*** Opening of The data ***

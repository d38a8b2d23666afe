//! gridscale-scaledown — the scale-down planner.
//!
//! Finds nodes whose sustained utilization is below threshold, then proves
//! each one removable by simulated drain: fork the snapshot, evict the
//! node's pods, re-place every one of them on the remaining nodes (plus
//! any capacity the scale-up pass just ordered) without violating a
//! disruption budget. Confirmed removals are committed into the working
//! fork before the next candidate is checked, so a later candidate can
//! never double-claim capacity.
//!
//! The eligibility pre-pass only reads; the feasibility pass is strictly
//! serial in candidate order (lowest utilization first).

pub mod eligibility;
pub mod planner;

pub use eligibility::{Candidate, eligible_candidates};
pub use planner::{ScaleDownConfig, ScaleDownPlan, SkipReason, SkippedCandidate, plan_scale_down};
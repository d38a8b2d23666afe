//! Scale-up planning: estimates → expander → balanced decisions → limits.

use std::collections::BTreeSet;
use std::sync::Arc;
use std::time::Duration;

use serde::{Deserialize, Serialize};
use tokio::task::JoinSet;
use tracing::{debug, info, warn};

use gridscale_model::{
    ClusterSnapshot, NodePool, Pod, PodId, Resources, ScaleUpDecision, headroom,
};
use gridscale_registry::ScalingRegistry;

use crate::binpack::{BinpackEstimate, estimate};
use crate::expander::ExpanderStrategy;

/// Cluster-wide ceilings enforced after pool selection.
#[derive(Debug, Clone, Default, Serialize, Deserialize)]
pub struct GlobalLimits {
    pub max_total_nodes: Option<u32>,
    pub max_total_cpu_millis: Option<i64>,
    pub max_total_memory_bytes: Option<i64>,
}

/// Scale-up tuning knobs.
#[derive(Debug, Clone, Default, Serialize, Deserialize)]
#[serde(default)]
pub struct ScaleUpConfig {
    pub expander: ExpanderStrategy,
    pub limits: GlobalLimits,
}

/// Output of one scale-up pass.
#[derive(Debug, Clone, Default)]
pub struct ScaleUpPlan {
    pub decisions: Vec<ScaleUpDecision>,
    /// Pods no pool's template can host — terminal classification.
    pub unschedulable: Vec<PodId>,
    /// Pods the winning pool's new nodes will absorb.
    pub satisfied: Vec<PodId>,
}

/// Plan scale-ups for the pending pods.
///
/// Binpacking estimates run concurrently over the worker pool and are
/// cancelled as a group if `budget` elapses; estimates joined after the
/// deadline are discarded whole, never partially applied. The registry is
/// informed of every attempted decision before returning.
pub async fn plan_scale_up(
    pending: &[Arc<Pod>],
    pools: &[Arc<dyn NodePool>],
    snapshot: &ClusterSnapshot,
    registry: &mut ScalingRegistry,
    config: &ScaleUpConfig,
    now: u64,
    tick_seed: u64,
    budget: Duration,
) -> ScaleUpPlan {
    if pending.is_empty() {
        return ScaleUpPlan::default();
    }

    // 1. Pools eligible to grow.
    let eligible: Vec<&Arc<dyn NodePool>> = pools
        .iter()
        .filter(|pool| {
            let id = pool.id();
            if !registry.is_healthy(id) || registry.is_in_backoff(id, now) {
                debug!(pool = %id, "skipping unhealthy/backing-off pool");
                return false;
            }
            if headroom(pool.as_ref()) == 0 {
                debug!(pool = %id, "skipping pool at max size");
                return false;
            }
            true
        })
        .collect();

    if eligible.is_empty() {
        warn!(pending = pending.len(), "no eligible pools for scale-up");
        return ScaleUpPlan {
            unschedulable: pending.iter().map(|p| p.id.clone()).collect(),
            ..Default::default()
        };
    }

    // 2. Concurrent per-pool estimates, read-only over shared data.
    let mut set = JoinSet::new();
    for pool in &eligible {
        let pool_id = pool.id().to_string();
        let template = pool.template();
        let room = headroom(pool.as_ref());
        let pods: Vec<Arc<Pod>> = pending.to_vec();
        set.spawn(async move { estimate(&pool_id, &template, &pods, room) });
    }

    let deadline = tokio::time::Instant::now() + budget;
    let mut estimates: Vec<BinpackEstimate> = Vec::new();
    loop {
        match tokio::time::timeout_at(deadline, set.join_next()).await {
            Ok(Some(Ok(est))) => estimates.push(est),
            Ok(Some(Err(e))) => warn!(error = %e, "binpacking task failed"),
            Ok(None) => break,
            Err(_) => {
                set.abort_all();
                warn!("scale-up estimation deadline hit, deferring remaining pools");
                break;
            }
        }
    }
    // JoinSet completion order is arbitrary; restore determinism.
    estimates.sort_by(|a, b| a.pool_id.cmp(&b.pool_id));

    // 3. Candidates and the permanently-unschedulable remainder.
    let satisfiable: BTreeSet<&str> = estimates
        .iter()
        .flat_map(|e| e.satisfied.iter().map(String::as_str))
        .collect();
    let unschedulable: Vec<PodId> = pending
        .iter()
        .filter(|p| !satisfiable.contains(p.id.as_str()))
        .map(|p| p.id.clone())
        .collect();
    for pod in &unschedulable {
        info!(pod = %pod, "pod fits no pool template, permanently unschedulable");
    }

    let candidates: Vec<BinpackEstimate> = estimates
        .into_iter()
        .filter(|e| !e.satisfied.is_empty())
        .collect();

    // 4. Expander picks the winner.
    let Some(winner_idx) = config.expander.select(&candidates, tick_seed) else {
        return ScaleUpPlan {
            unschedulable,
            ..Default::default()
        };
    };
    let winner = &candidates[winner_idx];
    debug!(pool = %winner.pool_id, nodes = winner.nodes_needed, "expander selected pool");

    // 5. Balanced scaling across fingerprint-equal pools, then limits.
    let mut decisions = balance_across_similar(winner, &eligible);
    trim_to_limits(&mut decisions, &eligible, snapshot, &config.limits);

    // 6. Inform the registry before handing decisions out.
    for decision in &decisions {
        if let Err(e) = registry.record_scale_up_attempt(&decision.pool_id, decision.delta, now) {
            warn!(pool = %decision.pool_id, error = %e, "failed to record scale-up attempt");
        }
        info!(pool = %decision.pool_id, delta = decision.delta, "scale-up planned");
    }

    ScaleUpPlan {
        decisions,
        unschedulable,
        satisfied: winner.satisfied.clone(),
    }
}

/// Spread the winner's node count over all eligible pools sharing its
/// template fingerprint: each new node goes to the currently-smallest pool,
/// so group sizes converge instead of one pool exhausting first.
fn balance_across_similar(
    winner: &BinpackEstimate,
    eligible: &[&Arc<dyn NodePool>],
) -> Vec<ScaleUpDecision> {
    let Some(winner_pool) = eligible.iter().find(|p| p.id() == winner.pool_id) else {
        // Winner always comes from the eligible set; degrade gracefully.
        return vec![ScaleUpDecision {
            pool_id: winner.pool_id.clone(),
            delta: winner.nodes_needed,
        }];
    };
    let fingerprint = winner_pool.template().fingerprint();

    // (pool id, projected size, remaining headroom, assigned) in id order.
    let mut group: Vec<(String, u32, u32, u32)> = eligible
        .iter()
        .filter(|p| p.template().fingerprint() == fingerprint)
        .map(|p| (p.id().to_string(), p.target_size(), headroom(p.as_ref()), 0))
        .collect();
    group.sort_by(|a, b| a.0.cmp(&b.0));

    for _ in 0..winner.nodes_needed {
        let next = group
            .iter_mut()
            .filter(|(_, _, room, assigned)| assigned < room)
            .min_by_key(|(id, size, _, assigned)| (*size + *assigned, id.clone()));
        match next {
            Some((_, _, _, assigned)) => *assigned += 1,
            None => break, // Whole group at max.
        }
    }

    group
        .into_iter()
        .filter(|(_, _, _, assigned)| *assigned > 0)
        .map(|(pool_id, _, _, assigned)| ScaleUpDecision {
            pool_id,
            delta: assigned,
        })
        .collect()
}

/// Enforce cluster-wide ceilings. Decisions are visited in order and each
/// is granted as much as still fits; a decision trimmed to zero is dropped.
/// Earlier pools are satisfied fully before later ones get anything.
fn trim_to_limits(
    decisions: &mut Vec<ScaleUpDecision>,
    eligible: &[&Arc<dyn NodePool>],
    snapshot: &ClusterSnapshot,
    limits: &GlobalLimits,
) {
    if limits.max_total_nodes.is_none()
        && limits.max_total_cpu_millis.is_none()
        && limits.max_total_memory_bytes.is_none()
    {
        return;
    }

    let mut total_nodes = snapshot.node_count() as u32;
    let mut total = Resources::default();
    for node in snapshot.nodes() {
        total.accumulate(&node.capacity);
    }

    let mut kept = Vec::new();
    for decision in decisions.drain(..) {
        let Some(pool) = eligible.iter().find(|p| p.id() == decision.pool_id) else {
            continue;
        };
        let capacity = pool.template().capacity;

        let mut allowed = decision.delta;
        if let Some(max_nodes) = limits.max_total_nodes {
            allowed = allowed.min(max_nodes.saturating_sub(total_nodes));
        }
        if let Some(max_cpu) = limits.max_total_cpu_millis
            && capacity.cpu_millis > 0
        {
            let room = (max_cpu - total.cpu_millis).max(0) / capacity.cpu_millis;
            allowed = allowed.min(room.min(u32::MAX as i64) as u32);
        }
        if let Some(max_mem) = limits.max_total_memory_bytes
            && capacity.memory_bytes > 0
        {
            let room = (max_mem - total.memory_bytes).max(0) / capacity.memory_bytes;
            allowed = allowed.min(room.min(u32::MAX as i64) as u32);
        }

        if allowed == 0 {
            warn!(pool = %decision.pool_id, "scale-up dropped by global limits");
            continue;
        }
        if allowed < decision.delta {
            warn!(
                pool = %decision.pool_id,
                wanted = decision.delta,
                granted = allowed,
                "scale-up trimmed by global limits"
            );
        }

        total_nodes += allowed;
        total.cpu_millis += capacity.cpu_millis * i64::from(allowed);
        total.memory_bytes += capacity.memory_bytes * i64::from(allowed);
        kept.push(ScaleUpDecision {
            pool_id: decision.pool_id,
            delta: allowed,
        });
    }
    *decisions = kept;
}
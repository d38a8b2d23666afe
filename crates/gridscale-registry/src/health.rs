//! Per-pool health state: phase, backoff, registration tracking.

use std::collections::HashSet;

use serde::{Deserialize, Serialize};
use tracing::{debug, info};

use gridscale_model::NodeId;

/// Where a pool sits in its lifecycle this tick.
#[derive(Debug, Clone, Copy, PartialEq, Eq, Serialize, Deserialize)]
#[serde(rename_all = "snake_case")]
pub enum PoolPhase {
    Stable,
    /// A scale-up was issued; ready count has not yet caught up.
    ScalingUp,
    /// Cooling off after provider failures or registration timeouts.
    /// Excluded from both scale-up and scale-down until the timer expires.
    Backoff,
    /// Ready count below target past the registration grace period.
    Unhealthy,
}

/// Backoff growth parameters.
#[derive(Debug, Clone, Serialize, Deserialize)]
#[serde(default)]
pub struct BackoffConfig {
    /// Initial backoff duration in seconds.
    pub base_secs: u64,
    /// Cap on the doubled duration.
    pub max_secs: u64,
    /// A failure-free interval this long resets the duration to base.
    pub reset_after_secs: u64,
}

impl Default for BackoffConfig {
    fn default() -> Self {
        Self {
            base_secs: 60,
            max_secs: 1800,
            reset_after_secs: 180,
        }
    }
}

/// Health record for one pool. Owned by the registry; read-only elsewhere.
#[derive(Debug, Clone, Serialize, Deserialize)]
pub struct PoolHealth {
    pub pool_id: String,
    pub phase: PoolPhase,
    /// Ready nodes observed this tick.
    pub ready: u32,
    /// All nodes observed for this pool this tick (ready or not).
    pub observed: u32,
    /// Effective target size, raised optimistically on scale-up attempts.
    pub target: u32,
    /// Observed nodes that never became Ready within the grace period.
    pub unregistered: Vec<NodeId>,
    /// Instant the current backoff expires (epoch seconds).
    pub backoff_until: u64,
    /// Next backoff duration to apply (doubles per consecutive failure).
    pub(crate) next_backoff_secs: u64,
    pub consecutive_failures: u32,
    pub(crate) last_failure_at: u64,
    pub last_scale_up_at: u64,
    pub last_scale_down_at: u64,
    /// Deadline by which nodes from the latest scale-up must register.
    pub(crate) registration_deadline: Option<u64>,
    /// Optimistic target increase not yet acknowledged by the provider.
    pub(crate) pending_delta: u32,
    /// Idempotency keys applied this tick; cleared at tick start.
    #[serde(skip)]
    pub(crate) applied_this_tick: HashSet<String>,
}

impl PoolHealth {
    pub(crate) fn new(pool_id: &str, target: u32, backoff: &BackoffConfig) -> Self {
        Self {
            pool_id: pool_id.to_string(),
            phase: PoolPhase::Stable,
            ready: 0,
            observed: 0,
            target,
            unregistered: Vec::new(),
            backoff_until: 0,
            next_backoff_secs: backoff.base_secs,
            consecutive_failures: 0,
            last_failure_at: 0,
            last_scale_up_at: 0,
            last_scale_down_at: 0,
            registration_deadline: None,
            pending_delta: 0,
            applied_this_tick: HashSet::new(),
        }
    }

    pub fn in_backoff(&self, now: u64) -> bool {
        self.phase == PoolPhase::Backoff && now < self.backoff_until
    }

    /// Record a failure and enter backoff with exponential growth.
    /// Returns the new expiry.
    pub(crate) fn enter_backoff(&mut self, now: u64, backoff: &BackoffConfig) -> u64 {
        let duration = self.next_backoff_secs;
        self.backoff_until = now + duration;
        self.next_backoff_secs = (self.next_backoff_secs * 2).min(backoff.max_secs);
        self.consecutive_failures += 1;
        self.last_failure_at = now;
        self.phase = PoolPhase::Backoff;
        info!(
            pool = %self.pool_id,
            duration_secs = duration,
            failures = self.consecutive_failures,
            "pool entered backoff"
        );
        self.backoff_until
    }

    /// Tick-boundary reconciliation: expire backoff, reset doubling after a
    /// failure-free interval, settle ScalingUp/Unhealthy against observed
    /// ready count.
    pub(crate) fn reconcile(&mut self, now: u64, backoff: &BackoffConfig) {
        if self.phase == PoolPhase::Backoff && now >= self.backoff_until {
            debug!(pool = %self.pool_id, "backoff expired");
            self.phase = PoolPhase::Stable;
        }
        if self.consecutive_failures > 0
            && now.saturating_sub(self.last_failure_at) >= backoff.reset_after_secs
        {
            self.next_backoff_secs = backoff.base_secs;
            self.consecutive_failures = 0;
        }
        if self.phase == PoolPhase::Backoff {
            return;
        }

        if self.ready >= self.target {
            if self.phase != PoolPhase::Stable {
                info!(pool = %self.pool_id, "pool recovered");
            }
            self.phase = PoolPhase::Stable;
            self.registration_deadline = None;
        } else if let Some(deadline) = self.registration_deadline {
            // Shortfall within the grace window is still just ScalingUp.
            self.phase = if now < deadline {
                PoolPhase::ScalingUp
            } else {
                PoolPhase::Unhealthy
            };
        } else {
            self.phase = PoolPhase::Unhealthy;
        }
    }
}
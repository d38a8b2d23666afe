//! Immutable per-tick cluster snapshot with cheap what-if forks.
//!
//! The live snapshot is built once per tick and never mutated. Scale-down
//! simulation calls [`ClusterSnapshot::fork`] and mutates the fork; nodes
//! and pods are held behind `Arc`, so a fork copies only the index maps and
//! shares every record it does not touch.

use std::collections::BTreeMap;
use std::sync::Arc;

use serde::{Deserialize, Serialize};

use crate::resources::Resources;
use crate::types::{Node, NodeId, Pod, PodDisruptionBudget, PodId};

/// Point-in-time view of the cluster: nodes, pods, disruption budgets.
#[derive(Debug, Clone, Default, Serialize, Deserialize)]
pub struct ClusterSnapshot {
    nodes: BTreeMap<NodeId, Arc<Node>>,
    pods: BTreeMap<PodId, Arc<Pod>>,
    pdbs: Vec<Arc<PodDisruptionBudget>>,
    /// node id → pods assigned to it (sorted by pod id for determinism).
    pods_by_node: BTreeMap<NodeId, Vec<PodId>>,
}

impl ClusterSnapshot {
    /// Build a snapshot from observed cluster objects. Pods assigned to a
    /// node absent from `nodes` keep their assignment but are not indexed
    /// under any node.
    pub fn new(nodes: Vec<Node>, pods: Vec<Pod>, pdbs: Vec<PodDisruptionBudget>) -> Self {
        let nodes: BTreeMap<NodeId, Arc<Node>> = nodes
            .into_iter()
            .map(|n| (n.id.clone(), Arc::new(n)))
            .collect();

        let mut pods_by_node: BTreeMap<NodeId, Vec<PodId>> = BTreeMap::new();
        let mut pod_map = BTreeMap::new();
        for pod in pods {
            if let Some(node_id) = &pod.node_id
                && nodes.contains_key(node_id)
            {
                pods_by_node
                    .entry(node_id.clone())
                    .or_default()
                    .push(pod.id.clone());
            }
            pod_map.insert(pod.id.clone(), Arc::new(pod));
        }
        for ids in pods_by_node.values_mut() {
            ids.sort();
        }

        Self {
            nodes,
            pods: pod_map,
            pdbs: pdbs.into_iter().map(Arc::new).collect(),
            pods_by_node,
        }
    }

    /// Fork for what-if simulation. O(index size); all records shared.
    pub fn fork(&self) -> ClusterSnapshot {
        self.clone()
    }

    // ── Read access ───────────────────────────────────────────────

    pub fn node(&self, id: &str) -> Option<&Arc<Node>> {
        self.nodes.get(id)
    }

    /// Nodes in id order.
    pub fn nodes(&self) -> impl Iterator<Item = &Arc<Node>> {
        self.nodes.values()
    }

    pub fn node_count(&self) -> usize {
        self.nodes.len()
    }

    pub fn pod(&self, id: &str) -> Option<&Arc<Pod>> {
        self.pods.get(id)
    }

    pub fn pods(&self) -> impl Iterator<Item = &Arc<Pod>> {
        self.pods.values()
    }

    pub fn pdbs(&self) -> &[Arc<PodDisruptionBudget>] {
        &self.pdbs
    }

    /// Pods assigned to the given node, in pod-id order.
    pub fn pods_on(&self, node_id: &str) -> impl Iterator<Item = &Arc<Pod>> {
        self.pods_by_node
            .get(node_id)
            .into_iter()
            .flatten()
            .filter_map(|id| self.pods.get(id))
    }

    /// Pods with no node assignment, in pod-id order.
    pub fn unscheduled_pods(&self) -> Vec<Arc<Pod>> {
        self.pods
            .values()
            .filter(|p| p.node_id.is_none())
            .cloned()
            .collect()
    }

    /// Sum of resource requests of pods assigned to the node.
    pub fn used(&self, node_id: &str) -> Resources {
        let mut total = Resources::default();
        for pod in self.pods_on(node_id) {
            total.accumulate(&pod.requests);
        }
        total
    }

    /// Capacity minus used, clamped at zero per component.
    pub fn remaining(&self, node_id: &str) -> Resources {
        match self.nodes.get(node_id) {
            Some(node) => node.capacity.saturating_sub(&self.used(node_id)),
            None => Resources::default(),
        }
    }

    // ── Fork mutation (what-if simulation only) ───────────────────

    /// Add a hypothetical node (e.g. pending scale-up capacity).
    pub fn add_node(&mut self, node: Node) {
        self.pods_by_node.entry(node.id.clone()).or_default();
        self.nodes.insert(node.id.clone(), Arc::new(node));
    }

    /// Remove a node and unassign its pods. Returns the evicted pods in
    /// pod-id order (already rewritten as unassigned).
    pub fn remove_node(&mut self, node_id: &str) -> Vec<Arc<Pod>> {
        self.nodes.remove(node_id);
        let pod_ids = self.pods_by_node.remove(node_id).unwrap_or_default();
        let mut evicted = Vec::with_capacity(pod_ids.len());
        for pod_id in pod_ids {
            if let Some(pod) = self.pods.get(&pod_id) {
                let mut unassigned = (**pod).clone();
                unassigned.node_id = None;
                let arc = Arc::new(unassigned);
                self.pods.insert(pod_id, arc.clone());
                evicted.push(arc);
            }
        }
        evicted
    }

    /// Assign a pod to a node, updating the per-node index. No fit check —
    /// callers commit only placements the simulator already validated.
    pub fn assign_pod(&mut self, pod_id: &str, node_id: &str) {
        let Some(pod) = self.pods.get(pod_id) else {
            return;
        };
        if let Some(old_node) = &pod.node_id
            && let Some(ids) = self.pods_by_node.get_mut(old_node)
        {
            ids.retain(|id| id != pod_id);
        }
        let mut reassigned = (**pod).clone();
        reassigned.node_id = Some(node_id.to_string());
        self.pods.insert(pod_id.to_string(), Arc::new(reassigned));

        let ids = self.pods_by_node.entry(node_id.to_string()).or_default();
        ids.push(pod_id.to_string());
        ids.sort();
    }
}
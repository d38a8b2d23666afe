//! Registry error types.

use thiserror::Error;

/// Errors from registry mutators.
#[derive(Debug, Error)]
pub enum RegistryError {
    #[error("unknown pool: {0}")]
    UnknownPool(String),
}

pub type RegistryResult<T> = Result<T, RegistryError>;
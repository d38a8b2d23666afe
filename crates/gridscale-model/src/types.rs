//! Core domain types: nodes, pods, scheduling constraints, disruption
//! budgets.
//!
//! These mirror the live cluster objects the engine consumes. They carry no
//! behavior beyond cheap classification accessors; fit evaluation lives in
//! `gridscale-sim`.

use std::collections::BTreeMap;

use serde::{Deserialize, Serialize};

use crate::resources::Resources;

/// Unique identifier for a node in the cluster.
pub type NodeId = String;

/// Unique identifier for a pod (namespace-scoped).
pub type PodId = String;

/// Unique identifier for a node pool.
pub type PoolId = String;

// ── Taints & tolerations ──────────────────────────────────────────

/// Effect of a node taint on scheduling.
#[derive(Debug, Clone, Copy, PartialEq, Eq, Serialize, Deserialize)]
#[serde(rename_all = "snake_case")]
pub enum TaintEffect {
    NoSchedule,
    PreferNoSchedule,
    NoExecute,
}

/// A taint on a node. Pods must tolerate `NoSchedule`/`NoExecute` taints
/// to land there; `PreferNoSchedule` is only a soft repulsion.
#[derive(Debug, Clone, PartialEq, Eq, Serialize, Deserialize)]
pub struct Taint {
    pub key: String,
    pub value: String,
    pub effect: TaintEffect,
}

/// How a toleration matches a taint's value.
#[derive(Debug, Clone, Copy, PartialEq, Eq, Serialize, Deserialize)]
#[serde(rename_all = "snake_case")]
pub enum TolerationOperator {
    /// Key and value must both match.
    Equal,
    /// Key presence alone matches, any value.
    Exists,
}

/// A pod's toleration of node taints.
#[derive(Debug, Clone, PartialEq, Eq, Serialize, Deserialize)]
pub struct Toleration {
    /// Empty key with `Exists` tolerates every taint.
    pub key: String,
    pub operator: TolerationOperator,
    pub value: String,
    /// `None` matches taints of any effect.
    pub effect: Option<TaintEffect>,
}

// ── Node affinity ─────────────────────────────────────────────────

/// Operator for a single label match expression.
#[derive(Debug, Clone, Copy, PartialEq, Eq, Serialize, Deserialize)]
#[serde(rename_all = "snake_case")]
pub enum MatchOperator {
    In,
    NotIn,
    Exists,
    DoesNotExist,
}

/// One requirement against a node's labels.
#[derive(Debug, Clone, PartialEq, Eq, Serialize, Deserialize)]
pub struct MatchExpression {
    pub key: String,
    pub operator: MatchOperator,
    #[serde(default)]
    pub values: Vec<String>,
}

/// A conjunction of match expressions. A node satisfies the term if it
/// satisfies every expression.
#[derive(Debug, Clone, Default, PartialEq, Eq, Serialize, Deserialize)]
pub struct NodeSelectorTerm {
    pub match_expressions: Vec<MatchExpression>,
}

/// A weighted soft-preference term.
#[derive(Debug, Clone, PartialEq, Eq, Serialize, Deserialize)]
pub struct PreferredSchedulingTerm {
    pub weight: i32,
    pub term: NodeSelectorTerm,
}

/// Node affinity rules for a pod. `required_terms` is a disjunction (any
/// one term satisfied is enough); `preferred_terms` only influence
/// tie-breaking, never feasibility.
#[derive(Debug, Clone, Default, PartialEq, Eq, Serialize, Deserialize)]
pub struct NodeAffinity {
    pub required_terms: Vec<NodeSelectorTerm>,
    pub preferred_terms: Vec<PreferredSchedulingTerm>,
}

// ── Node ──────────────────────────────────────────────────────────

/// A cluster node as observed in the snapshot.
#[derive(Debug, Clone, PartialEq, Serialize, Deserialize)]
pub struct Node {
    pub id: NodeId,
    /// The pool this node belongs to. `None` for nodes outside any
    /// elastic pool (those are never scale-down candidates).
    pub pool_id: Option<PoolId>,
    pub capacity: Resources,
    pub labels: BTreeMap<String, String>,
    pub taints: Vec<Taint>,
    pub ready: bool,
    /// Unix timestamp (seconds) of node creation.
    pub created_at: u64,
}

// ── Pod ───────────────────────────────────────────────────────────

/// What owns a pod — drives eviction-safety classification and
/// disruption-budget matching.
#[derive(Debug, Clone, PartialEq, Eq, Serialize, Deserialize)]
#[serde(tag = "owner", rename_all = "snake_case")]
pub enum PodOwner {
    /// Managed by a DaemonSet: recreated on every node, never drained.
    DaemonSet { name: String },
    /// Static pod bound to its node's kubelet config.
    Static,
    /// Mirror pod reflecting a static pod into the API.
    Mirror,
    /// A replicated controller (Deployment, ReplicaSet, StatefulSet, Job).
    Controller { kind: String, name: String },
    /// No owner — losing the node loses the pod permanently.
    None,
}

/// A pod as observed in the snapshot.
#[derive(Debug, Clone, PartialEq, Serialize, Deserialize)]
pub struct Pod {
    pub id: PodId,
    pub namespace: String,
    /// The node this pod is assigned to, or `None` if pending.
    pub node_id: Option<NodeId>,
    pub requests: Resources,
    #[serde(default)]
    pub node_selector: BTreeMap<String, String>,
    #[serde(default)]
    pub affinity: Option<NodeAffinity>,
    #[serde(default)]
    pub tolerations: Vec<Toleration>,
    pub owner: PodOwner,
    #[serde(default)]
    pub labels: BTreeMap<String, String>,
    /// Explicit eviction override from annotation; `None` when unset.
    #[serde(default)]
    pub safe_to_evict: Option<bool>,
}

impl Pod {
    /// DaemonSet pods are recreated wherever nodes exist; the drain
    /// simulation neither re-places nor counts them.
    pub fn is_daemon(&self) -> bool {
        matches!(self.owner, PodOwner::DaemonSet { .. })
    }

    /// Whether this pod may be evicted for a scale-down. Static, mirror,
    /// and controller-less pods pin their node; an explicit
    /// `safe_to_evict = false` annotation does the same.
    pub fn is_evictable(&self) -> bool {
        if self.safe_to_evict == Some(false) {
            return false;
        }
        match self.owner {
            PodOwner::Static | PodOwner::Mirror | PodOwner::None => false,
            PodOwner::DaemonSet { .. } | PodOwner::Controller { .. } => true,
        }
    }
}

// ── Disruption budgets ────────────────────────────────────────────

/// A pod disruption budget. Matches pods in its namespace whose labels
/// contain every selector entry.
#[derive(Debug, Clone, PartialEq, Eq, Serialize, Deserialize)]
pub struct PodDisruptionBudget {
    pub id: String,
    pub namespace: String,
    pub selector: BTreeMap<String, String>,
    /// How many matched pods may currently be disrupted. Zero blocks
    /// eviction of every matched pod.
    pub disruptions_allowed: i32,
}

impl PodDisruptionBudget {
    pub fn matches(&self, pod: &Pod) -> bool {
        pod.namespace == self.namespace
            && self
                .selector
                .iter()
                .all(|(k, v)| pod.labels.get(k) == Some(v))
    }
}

*** Close of The data ***

**Task details:**
Print, unaltered, every line from the beginning of the material down to the line with "into the working".

**Answer box:**
repository d38a8b2d23666afe
//! gridscale-scaledown — the scale-down planner.
//!
//! Finds nodes whose sustained utilization is below threshold, then proves
//! each one removable by simulated drain: fork the snapshot, evict the
//! node's pods, re-place every one of them on the remaining nodes (plus
//! any capacity the scale-up pass just ordered) without violating a
//! disruption budget. Confirmed removals are committed into the working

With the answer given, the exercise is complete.